Of course when the software was donated, an initial set of committers was defined, all from Citrix and mostly from the former startup. Part of the incubating process at the ASF is to make sure that we can add committers from other organization and attract a community. "Community over Code" is the bread and butter of ASF and so this is what we have all been working on, expanding the community outside Citrix, welcoming anyone who thinks CloudStack is interesting enough to contribute a little bit of time and effort. Looking at the glass half empty is saying that CloudStack is a Citrix project "Hey look 60% of their commits is from Citrix", looking at it half full like I do is saying "Oh wow, in a year since graduation, they have diversified the committer based, 40% are not from Citrix". Is 40% enough ? of course not, I wish it were the other way around, I wish Citrix were only a minority in the development of CloudStack.

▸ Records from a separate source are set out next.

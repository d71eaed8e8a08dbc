//! Per-session conversation state.
//!
//! ```text
//! Pending ──(acknowledgement)──> Established ──(final message)──> Ended
//! ```
//!
//! A responder-created conversation starts in `Established`. Both flags are
//! monotone: `established` and `ended` flip to `true` at most once and never
//! back.
//!
//! ## Known limitation
//!
//! Every inbound message is bound to the session by a static token: the
//! sender echoes the receiver's `self_token`, learned during the handshake.
//! This proves the sender completed *this* handshake, but the token never
//! changes, so a captured envelope replayed within a live session is
//! accepted again. There is no sequence number or nonce.

use crate::crypto::{self, KeyPair, KeyType, PublicKey};
use crate::envelope::MessageWrapper;
use crate::error::{Error, Result};
use crate::logging::{RedactedAddress, RedactedToken};
use serde::{Deserialize, Serialize};
use std::fmt;
use std::sync::Arc;

/// One chat message.
#[derive(Debug, Clone, PartialEq, Eq, Serialize, Deserialize)]
pub struct Message {
    /// Message body.
    pub text: String,
    /// Send time, seconds since the Unix epoch.
    #[serde(rename = "time")]
    pub unix_time: i64,
    /// The sender's copy of the receiver's session token.
    pub token: String,
    /// Marks the last message of a conversation.
    pub final_message: bool,
    /// Whether this side wrote the message. Local only.
    #[serde(skip)]
    pub from_self: bool,
}

/// Lifecycle state derived from the `established` and `ended` flags.
#[derive(Debug, Clone, Copy, PartialEq, Eq, Serialize, Deserialize)]
#[serde(rename_all = "lowercase")]
pub enum ConversationState {
    /// Created, handshake not yet complete on this side.
    Pending,
    /// Handshake complete, messages flow.
    Established,
    /// Terminal.
    Ended,
}

impl fmt::Display for ConversationState {
    fn fmt(&self, f: &mut fmt::Formatter<'_>) -> fmt::Result {
        let label = match self {
            ConversationState::Pending => "pending",
            ConversationState::Established => "active",
            ConversationState::Ended => "ended",
        };
        f.pad(label)
    }
}

/// Notification published when a conversation changes.
#[derive(Debug, Clone)]
pub enum ConversationEvent {
    /// A conversation was registered.
    Created {
        /// Conversation ID.
        id: String,
        /// Display label.
        alias: String,
    },
    /// The handshake completed on this side.
    Established {
        /// Conversation ID.
        id: String,
    },
    /// A peer message was accepted.
    MessageReceived {
        /// Conversation ID.
        id: String,
        /// The accepted message.
        message: Message,
    },
    /// A local message was delivered.
    MessageSent {
        /// Conversation ID.
        id: String,
        /// The delivered message.
        message: Message,
    },
    /// The conversation reached its terminal state.
    Ended {
        /// Conversation ID.
        id: String,
    },
    /// The conversation was removed from the registry.
    Deleted {
        /// Conversation ID.
        id: String,
    },
}

/// Snapshot used for listings.
#[derive(Debug, Clone, PartialEq, Eq, Serialize)]
pub struct ConversationSummary {
    /// Conversation ID.
    pub id: String,
    /// Display label.
    pub alias: String,
    /// Scheme of this session.
    pub key_type: KeyType,
    /// Lifecycle state.
    pub state: ConversationState,
    /// Peer onion address; empty until known.
    pub remote_address: String,
    /// Number of messages in local history.
    pub message_count: usize,
}

/// One two-party session.
#[derive(Clone)]
pub struct Conversation {
    id: String,
    alias: String,
    key_type: KeyType,
    self_token: String,
    remote_token: String,
    self_keys: Arc<KeyPair>,
    remote_public: Arc<PublicKey>,
    remote_address: String,
    established: bool,
    ended: bool,
    messages: Vec<Message>,
}

impl Conversation {
    /// A conversation on the initiating side: pending, peer address unknown.
    pub fn new_initiator(
        id: String,
        alias: String,
        self_token: String,
        self_keys: Arc<KeyPair>,
        remote_public: Arc<PublicKey>,
    ) -> Result<Self> {
        let key_type = check_key_types(&self_keys, &remote_public)?;
        Ok(Self {
            id,
            alias,
            key_type,
            self_token,
            remote_token: String::new(),
            self_keys,
            remote_public,
            remote_address: String::new(),
            established: false,
            ended: false,
            messages: Vec::new(),
        })
    }

    /// A conversation on the responding side, established at construction.
    pub fn new_responder(
        id: String,
        alias: String,
        self_token: String,
        remote_token: String,
        remote_address: String,
        self_keys: Arc<KeyPair>,
        remote_public: Arc<PublicKey>,
    ) -> Result<Self> {
        let key_type = check_key_types(&self_keys, &remote_public)?;
        Ok(Self {
            id,
            alias,
            key_type,
            self_token,
            remote_token,
            self_keys,
            remote_public,
            remote_address,
            established: true,
            ended: false,
            messages: Vec::new(),
        })
    }

    /// Conversation ID.
    pub fn id(&self) -> &str {
        &self.id
    }

    /// Display label.
    pub fn alias(&self) -> &str {
        &self.alias
    }

    /// Scheme of this session.
    pub fn key_type(&self) -> KeyType {
        self.key_type
    }

    /// This side's session token.
    pub fn self_token(&self) -> &str {
        &self.self_token
    }

    /// The peer's session token; empty until learned.
    pub fn remote_token(&self) -> &str {
        &self.remote_token
    }

    /// Peer onion address; empty until learned.
    pub fn remote_address(&self) -> &str {
        &self.remote_address
    }

    /// This side's keys.
    pub fn self_keys(&self) -> &KeyPair {
        &self.self_keys
    }

    /// The peer's public key.
    pub fn remote_public(&self) -> &PublicKey {
        &self.remote_public
    }

    /// Handshake complete on this side.
    pub fn is_established(&self) -> bool {
        self.established
    }

    /// Terminal state reached.
    pub fn is_ended(&self) -> bool {
        self.ended
    }

    /// Current lifecycle state.
    pub fn state(&self) -> ConversationState {
        if self.ended {
            ConversationState::Ended
        } else if self.established {
            ConversationState::Established
        } else {
            ConversationState::Pending
        }
    }

    /// Local history in arrival order.
    pub fn messages(&self) -> &[Message] {
        &self.messages
    }

    /// Listing snapshot.
    pub fn summary(&self) -> ConversationSummary {
        ConversationSummary {
            id: self.id.clone(),
            alias: self.alias.clone(),
            key_type: self.key_type,
            state: self.state(),
            remote_address: self.remote_address.clone(),
            message_count: self.messages.len(),
        }
    }

    /// Build the `/message` body for `text`.
    ///
    /// Does not touch `ended`; the caller decides when a final message ends
    /// the conversation.
    pub fn pack_message(&self, text: &str, final_message: bool) -> Result<(Vec<u8>, Message)> {
        let message = Message {
            text: text.to_string(),
            unix_time: chrono::Utc::now().timestamp(),
            token: self.remote_token.clone(),
            final_message,
            from_self: true,
        };

        let json = serde_json::to_vec(&message).map_err(|e| Error::Encoding(e.to_string()))?;
        let sealed = crypto::encrypt_and_sign(
            self.self_keys.private_key(),
            &self.remote_public,
            &json,
        )?;

        let body = MessageWrapper {
            message: sealed.ciphertext,
            signature: sealed.signature,
            id: self.id.clone(),
        }
        .to_json()?;

        Ok((body, message))
    }

    /// Decrypt, verify and authenticate an inbound message.
    ///
    /// The caller appends the result and reacts to `final_message`.
    pub fn unpack_message(&self, ciphertext: &[u8], signature: &[u8]) -> Result<Message> {
        if self.ended {
            return Err(Error::ConversationEnded);
        }

        let json = crypto::decrypt_and_verify(
            self.self_keys.private_key(),
            &self.remote_public,
            ciphertext,
            signature,
        )?;
        let mut message: Message =
            serde_json::from_slice(&json).map_err(|e| Error::MalformedEnvelope(e.to_string()))?;

        if !crypto::constant_time_eq(message.token.as_bytes(), self.self_token.as_bytes()) {
            tracing::debug!(id = %self.id, "Rejected message with foreign session token");
            return Err(Error::AuthenticationMismatch);
        }

        message.from_self = false;
        Ok(message)
    }

    /// Record the peer's address and token from its acknowledgement.
    pub fn establish(&mut self, remote_address: String, remote_token: String) -> Result<()> {
        if self.ended {
            return Err(Error::ConversationEnded);
        }
        if self.established {
            return Err(Error::AlreadyEstablished);
        }

        tracing::debug!(
            id = %self.id,
            peer = %RedactedAddress(&remote_address),
            token = %RedactedToken(&remote_token),
            "Conversation established"
        );

        self.remote_address = remote_address;
        self.remote_token = remote_token;
        self.established = true;
        Ok(())
    }

    /// Enter the terminal state. Returns `false` if already ended.
    pub fn end(&mut self) -> bool {
        let changed = !self.ended;
        self.ended = true;
        changed
    }

    /// Append to local history.
    pub fn push_message(&mut self, message: Message) {
        self.messages.push(message);
    }
}

impl fmt::Debug for Conversation {
    fn fmt(&self, f: &mut fmt::Formatter<'_>) -> fmt::Result {
        f.debug_struct("Conversation")
            .field("id", &self.id)
            .field("alias", &self.alias)
            .field("key_type", &self.key_type)
            .field("self_token", &RedactedToken(&self.self_token))
            .field("remote_token", &RedactedToken(&self.remote_token))
            .field("remote_address", &RedactedAddress(&self.remote_address))
            .field("established", &self.established)
            .field("ended", &self.ended)
            .field("messages", &self.messages.len())
            .finish()
    }
}

fn check_key_types(self_keys: &KeyPair, remote_public: &PublicKey) -> Result<KeyType> {
    let key_type = self_keys.key_type();
    if remote_public.key_type() != key_type {
        return Err(Error::InvalidKeyType(format!(
            "{} keys with {} peer key",
            key_type,
            remote_public.key_type()
        )));
    }
    Ok(key_type)
}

Couple other numbers: Out of the 26 members of the project management committee (PMC) only seven are from Citrix and looking at mailing lists participation since the beginning of the year, 20% of the folks on the users mailing list and 25% on the developer list are from Citrix. We have diversified the community a great deal but the "hand-over", that moment when new community members are actually writing more code than the folks who started it, has not happened yet. A community is not just about writing code, but I will give it to you that it is not good for a single company to "control" 60% of the development, this is not where we/I want to be.

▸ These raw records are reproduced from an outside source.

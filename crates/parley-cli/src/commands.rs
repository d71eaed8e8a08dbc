//! CLI command implementations.

use crate::KeyArgs;
use anyhow::{bail, Context, Result};
use parley_core::config::ServerConfig;
use parley_core::conversation::{ConversationEvent, Message};
use parley_core::crypto::{generate_pgp, generate_rsa, KeyPair, KeyType, PublicKey};
use parley_core::envelope::{open_envelope, seal_for};
use parley_core::{RouteHandler, Server};
use std::io::Read;
use std::net::SocketAddr;
use std::path::Path;
use std::sync::Arc;
use tokio::io::{AsyncBufReadExt, BufReader};
use tokio::sync::broadcast;

/// Get password from user with secure input (masked).
fn get_password(prompt: &str) -> Result<String> {
    rpassword::prompt_password(prompt).context("Failed to read password")
}

fn read_file(path: &str) -> Result<String> {
    let path = shellexpand::tilde(path).to_string();
    std::fs::read_to_string(&path).with_context(|| format!("Failed to read {}", path))
}

fn read_stdin() -> Result<String> {
    let mut input = String::new();
    std::io::stdin()
        .read_to_string(&mut input)
        .context("Failed to read stdin")?;
    Ok(input)
}

fn load_keys(args: &KeyArgs) -> Result<Arc<KeyPair>> {
    let text = read_file(&args.key)?;
    let password = if args.passphrase {
        Some(get_password("Key passphrase: ")?)
    } else {
        None
    };

    let keys = KeyPair::from_private_text(args.key_type, &text, password.as_deref())
        .with_context(|| format!("Failed to load {} private key from {}", args.key_type, args.key))?;
    Ok(Arc::new(keys))
}

fn load_public(key_type: KeyType, path: &str) -> Result<Arc<PublicKey>> {
    let text = read_file(path)?;
    let key = PublicKey::from_text(key_type, &text)
        .with_context(|| format!("Failed to load {} public key from {}", key_type, path))?;
    Ok(Arc::new(key))
}

/// Generate a key pair and write `<out>` and `<out>.pub`.
pub fn keygen(key_type: KeyType, out: &str, bits: usize, user_id: &str, passphrase: bool) -> Result<()> {
    let public_path = format!("{}.pub", out);
    for path in [out, public_path.as_str()] {
        if Path::new(path).exists() {
            bail!("{} already exists; refusing to overwrite", path);
        }
    }

    let password = if passphrase {
        let first = get_password("New passphrase: ")?;
        let second = get_password("Repeat passphrase: ")?;
        if first != second {
            bail!("Passphrases do not match");
        }
        Some(first)
    } else {
        None
    };

    println!("Generating {} key pair...", key_type);
    let keys = match key_type {
        KeyType::Rsa => generate_rsa(bits)?,
        KeyType::Pgp => generate_pgp(user_id)?,
    };

    std::fs::write(out, keys.private_key().to_text(password.as_deref())?)
        .with_context(|| format!("Failed to write {}", out))?;
    std::fs::write(&public_path, keys.public_key().to_text()?)
        .with_context(|| format!("Failed to write {}", public_path))?;

    println!("Private key: {}", out);
    println!("Public key:  {}", public_path);
    Ok(())
}

/// Encrypt one message into a pasteable envelope.
pub fn encrypt(args: &KeyArgs, to: &str, message: Option<String>) -> Result<()> {
    let keys = load_keys(args)?;
    let recipient = load_public(args.key_type, to)?;
    let text = match message {
        Some(text) => text,
        None => read_stdin()?,
    };

    println!("{}", seal_for(&recipient, &keys, &text)?);
    Ok(())
}

/// Decrypt and verify a pasted envelope.
pub fn decrypt(args: &KeyArgs, envelope: Option<String>) -> Result<()> {
    let keys = load_keys(args)?;
    let envelope = match envelope {
        Some(text) => text,
        None => read_stdin()?,
    };

    let opened = open_envelope(&envelope, &keys).context("Envelope rejected")?;

    println!("--- sender public key ---");
    println!("{}", opened.sender_public_text.trim_end());
    println!("--- message ---");
    println!("{}", opened.plaintext.as_str());
    Ok(())
}

const CHAT_HELP: &str = "\
Commands:
  generate <alias> <peer-public-key-file>           start a conversation, print the token
  bootstrap <alias> <peer-public-key-file> <token>  join a conversation from a token
  send <id> <text...>                               send a message
  end <id> [text...]                                send a final message and end
  destroy <id>                                      end (if live) and forget
  list                                              show conversations
  help                                              show this help
  quit                                              end everything and exit";

/// Run the server and an interactive console until `quit` or Ctrl+C.
pub async fn chat(args: &KeyArgs, config: ServerConfig, direct: Option<SocketAddr>) -> Result<()> {
    let keys = load_keys(args)?;

    let server = match direct {
        Some(addr) => Server::bind_direct(addr, &config.http).await?,
        None => {
            println!("Starting onion service (this can take a minute)...");
            Server::start(&config)
                .await
                .context("Failed to start onion service; is Tor running with ControlPort enabled?")?
        }
    };
    let handler = server.handler();

    println!();
    println!("Address: {}", handler.address());
    println!("Key:     {}", keys.key_type());
    println!();
    println!("{}", CHAT_HELP);
    println!();

    let printer = tokio::spawn(print_events(handler.subscribe()));

    let mut lines = BufReader::new(tokio::io::stdin()).lines();
    loop {
        tokio::select! {
            line = lines.next_line() => {
                let Some(line) = line.context("Failed to read stdin")? else {
                    break;
                };
                match run_command(&handler, &keys, line.trim()).await {
                    Ok(true) => break,
                    Ok(false) => {}
                    Err(e) => eprintln!("Error: {:#}", e),
                }
            }
            _ = tokio::signal::ctrl_c() => {
                println!();
                break;
            }
        }
    }

    println!("Shutting down...");
    server.shutdown().await?;
    printer.abort();
    Ok(())
}

/// Execute one console line. Returns `true` on `quit`.
async fn run_command(handler: &RouteHandler, keys: &Arc<KeyPair>, line: &str) -> Result<bool> {
    let mut words = line.split_whitespace();
    let Some(command) = words.next() else {
        return Ok(false);
    };
    let rest: Vec<&str> = words.collect();

    match (command, rest.as_slice()) {
        ("generate", [alias, peer_key]) => {
            let peer = load_public(keys.key_type(), peer_key)?;
            let invite = handler
                .generate_conversation(keys.clone(), peer, keys.key_type(), alias)
                .await?;
            println!("Conversation {} created. Send this token to {}:", short_id(&invite.id), alias);
            println!();
            println!("{}", invite.token);
            println!();
        }
        ("bootstrap", [alias, peer_key, token]) => {
            let peer = load_public(keys.key_type(), peer_key)?;
            let id = handler
                .bootstrap_conversation(token, keys.clone(), peer, alias)
                .await?;
            println!("Joined conversation {} with {}", short_id(&id), alias);
        }
        ("send", [id, text @ ..]) if !text.is_empty() => {
            let id = resolve_id(handler, id).await?;
            handler.send_text(&id, &text.join(" ")).await?;
        }
        ("end", [id, text @ ..]) => {
            let id = resolve_id(handler, id).await?;
            let text = text.join(" ");
            handler.end_conversation(&id, Some(text.as_str())).await?;
        }
        ("destroy", [id]) => {
            let id = resolve_id(handler, id).await?;
            handler.destroy_conversation(&id).await?;
        }
        ("list", []) => {
            let conversations = handler.conversations().await;
            if conversations.is_empty() {
                println!("No conversations");
            }
            for c in conversations {
                println!(
                    "{}  {:<16} {:<4} {:<8} {} messages",
                    short_id(&c.id),
                    c.alias,
                    c.key_type,
                    c.state,
                    c.message_count
                );
            }
        }
        ("help", []) => println!("{}", CHAT_HELP),
        ("quit", []) | ("exit", []) => return Ok(true),
        _ => println!("Unrecognized command. Type 'help'."),
    }

    Ok(false)
}

/// Accept a full conversation ID or a unique prefix of one.
async fn resolve_id(handler: &RouteHandler, prefix: &str) -> Result<String> {
    let matches: Vec<String> = handler
        .conversations()
        .await
        .into_iter()
        .map(|c| c.id)
        .filter(|id| id.starts_with(prefix))
        .collect();

    match matches.as_slice() {
        [id] => Ok(id.clone()),
        [] => bail!("No conversation matches {}", prefix),
        _ => bail!("{} is ambiguous", prefix),
    }
}

fn short_id(id: &str) -> &str {
    id.get(..8).unwrap_or(id)
}

async fn print_events(mut events: broadcast::Receiver<ConversationEvent>) {
    loop {
        match events.recv().await {
            Ok(event) => print_event(&event),
            Err(broadcast::error::RecvError::Lagged(n)) => {
                tracing::warn!(skipped = n, "Event printer fell behind");
            }
            Err(broadcast::error::RecvError::Closed) => break,
        }
    }
}

fn print_event(event: &ConversationEvent) {
    match event {
        ConversationEvent::Created { id, alias } => {
            println!("* [{}] conversation with {} pending", short_id(id), alias);
        }
        ConversationEvent::Established { id } => {
            println!("* [{}] conversation active", short_id(id));
        }
        ConversationEvent::MessageReceived { id, message } => {
            println!("[{}] {} < {}", short_id(id), format_time(message), message.text);
        }
        ConversationEvent::MessageSent { id, message } => {
            println!("[{}] {} > {}", short_id(id), format_time(message), message.text);
        }
        ConversationEvent::Ended { id } => {
            println!("* [{}] conversation ended", short_id(id));
        }
        ConversationEvent::Deleted { id } => {
            println!("* [{}] conversation deleted", short_id(id));
        }
    }
}

fn format_time(message: &Message) -> String {
    chrono::DateTime::from_timestamp(message.unix_time, 0)
        .map(|t| t.with_timezone(&chrono::Local).format("%H:%M").to_string())
        .unwrap_or_else(|| "--:--".to_string())
}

This whole discussion is actually against Apache's modus operandi. Since one of the biggest tenant of the foundation is non-affiliation. When I participate on the list I am Sebastien, I am not a Citrix employee. Certainly this can put some folks in conflicting situations at times, but the bottom line is that we do not and should not take into account company affiliation when working and making decisions for the project. But if you really want some company name dropping, let's do an ASF faux-pas and let's look at a few features:

The Nicira/NSX and OpenDaylight SDN integration was done by Schuberg Phillis, the OpenContrail plugin was done by Juniper, Midokura created it's own plugin for Midonet and Stratosphere as well, giving us a great SDN coverage. The LXC integration was done by Gilt, Klarna is contributing in the ecosystem with the vagrant and packer plugins, CloudOps has been doing terrific job with Chef recipes, Palo-Alto networks integration and Netscaler support, a google summer of code intern did a brand new LDAP plugin and another GSoC did the GRE support for KVM. RedHat contributed the Gluster plugin and PCExtreme contributed the Ceph interface while Basho of course contributed the S3 plugin for secondary storage as well as major design decisions on the storage refactor. The Solidfire plugin was done by, well Solidfire and Netapp has developed a plugin as well for their virtual storage console. NTT contributed the CloudFoundry interface via BOSH. On the user side, Shapeblue is leading the user support company. So no it's not just Citrix.

Are all these companies members of the CloudStack project ? No. There is no such thing as a company being a member of an ASF project. There is no company affiliation, there is no lock in, just a bunch of guys trying to make good software and build a community. And yes, I work for Citrix and my job here will be done when Citrix only contributes 49% of the commits. Citrix is paying me to make sure they loose control of the software, that a healthy ecosystem develops and that CloudStack keeps on becoming a strong and vibrant Apache project. I hope one day folks will understand what CloudStack has become, an ASF project, like HTTP, Hadoop, Mesos, Ant, Maven, Lucene, Solr and 150 other projects. Come to Denver for #apachecon you will see ! The end.